----- RECORDS SUPPLIED
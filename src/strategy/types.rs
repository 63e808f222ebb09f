use serde::{Deserialize, Serialize};
use std::fmt;

/// Grid strategy label chosen on the form. Carried through untouched; the
/// numeric checks do not depend on it.
#[derive(Debug, Deserialize, Serialize, Clone, Copy, PartialEq, Eq)]
pub enum GridStrategy {
    #[serde(rename = "ISIB")]
    Isib,
    #[serde(rename = "SR")]
    Sr,
    #[serde(rename = "straight")]
    Straight,
}

impl GridStrategy {
    pub const ALL: [GridStrategy; 3] = [GridStrategy::Isib, GridStrategy::Sr, GridStrategy::Straight];

    pub fn as_str(&self) -> &'static str {
        match self {
            GridStrategy::Isib => "ISIB",
            GridStrategy::Sr => "SR",
            GridStrategy::Straight => "straight",
        }
    }
}

impl fmt::Display for GridStrategy {
    fn fmt(&self, f: &mut fmt::Formatter<'_>) -> fmt::Result {
        f.write_str(self.as_str())
    }
}

/// Percentage step between consecutive ladder levels.
///
/// 0.5 means 0.5%.
#[derive(Debug, Clone, Copy, PartialEq, Serialize, Deserialize)]
pub struct StepPercent {
    pub value: f64,
}

impl StepPercent {
    pub const fn new(value: f64) -> Self {
        Self { value }
    }

    /// Returns `price + price * (step / 100)`.
    ///
    /// Kept in this additive form so repeated application matches the form
    /// calculation bit for bit.
    pub fn advance(&self, price: f64) -> f64 {
        price + price * (self.value / 100.0)
    }

    /// Growth factor per level, `1 + step / 100`.
    pub fn ratio(&self) -> f64 {
        1.0 + self.value / 100.0
    }
}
----------
# TASK TO CARRY OUT
The line with "fn fmt(&self, f: &mut" and all lines after it through the end of the data above: write these out exactly and add nothing.

# RESULT FOR THIS TASK
    fn fmt(&self, f: &mut fmt::Formatter<'_>) -> fmt::Result {
        f.write_str(self.as_str())
    }
}

/// Percentage step between consecutive ladder levels.
///
/// 0.5 means 0.5%.
#[derive(Debug, Clone, Copy, PartialEq, Serialize, Deserialize)]
pub struct StepPercent {
    pub value: f64,
}

impl StepPercent {
    pub const fn new(value: f64) -> Self {
        Self { value }
    }

    /// Returns `price + price * (step / 100)`.
    ///
    /// Kept in this additive form so repeated application matches the form
    /// calculation bit for bit.
    pub fn advance(&self, price: f64) -> f64 {
        price + price * (self.value / 100.0)
    }

    /// Growth factor per level, `1 + step / 100`.
    pub fn ratio(&self) -> f64 {
        1.0 + self.value / 100.0
    }
}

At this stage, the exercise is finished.